━━━━━ EXCERPTED RECORDS ━━━━━

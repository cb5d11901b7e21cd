// Copyright 2025 the Understory Authors
// SPDX-License-Identifier: Apache-2.0 OR MIT

//! Region queries and pairwise containment predicates.

use std::collections::HashSet;

use understory_hierarchy::{ObjectId, ObjectKind, ObjectTree, PathObject};
use understory_roi::{ImageRegion, RoiError};

use crate::cache::TileCache;
use crate::envelope::region_envelope;
use crate::filter::KindFilter;

impl TileCache {
    /// Objects of `kind` whose bounding box intersects `region`.
    ///
    /// `None` for `kind` matches every kind; `include_subkinds` widens a kind
    /// to its subkinds. `None` for `region` matches every object with a
    /// region. Rebuilds first if the cache is stale.
    ///
    /// Results are over-approximate: a match means the bounding boxes
    /// intersect, not the shapes.
    pub fn objects_for_region(
        &self,
        tree: &dyn ObjectTree,
        kind: Option<ObjectKind>,
        region: Option<&ImageRegion>,
        include_subkinds: bool,
    ) -> HashSet<ObjectId> {
        self.objects_for_filter_into(
            tree,
            KindFilter::from_parts(kind, include_subkinds),
            region,
            HashSet::new(),
        )
    }

    /// [`objects_for_region`](Self::objects_for_region) with an explicit filter.
    pub fn objects_for_filter(
        &self,
        tree: &dyn ObjectTree,
        filter: KindFilter,
        region: Option<&ImageRegion>,
    ) -> HashSet<ObjectId> {
        self.objects_for_filter_into(tree, filter, region, HashSet::new())
    }

    /// Add matches to `out` and return it.
    ///
    /// With an order-preserving collection such as `Vec`, an object already
    /// in `out` is added again.
    pub fn objects_for_filter_into<C: Extend<ObjectId>>(
        &self,
        tree: &dyn ObjectTree,
        filter: KindFilter,
        region: Option<&ImageRegion>,
        mut out: C,
    ) -> C {
        let envelope = region_envelope(region);
        self.fresh(tree).registry.query_into(filter, envelope, &mut out);
        out
    }

    /// Whether any object would match
    /// [`objects_for_region`](Self::objects_for_region). Stops at the first hit.
    pub fn has_objects_for_region(
        &self,
        tree: &dyn ObjectTree,
        kind: Option<ObjectKind>,
        region: Option<&ImageRegion>,
        include_subkinds: bool,
    ) -> bool {
        self.has_objects_for_filter(tree, KindFilter::from_parts(kind, include_subkinds), region)
    }

    /// [`has_objects_for_region`](Self::has_objects_for_region) with an explicit filter.
    pub fn has_objects_for_filter(
        &self,
        tree: &dyn ObjectTree,
        filter: KindFilter,
        region: Option<&ImageRegion>,
    ) -> bool {
        let envelope = region_envelope(region);
        self.fresh(tree).registry.has_any(filter, envelope)
    }

    /// True if `child`'s whole shape lies on or inside `parent`'s.
    ///
    /// Uses the derived-geometry cache only; the registry lock is not taken.
    pub fn covers(&self, parent: &PathObject, child: &PathObject) -> Result<bool, RoiError> {
        self.geometry.covers(parent, child)
    }

    /// True if `child`'s centroid lies on or inside `parent`'s shape.
    ///
    /// Uses the derived-geometry cache only; the registry lock is not taken.
    pub fn contains_centroid(
        &self,
        parent: &PathObject,
        child: &PathObject,
    ) -> Result<bool, RoiError> {
        self.geometry.contains_centroid(parent, child)
    }
}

━━━━━

State how many lines above contain the word "TileCache", and nothing more.

2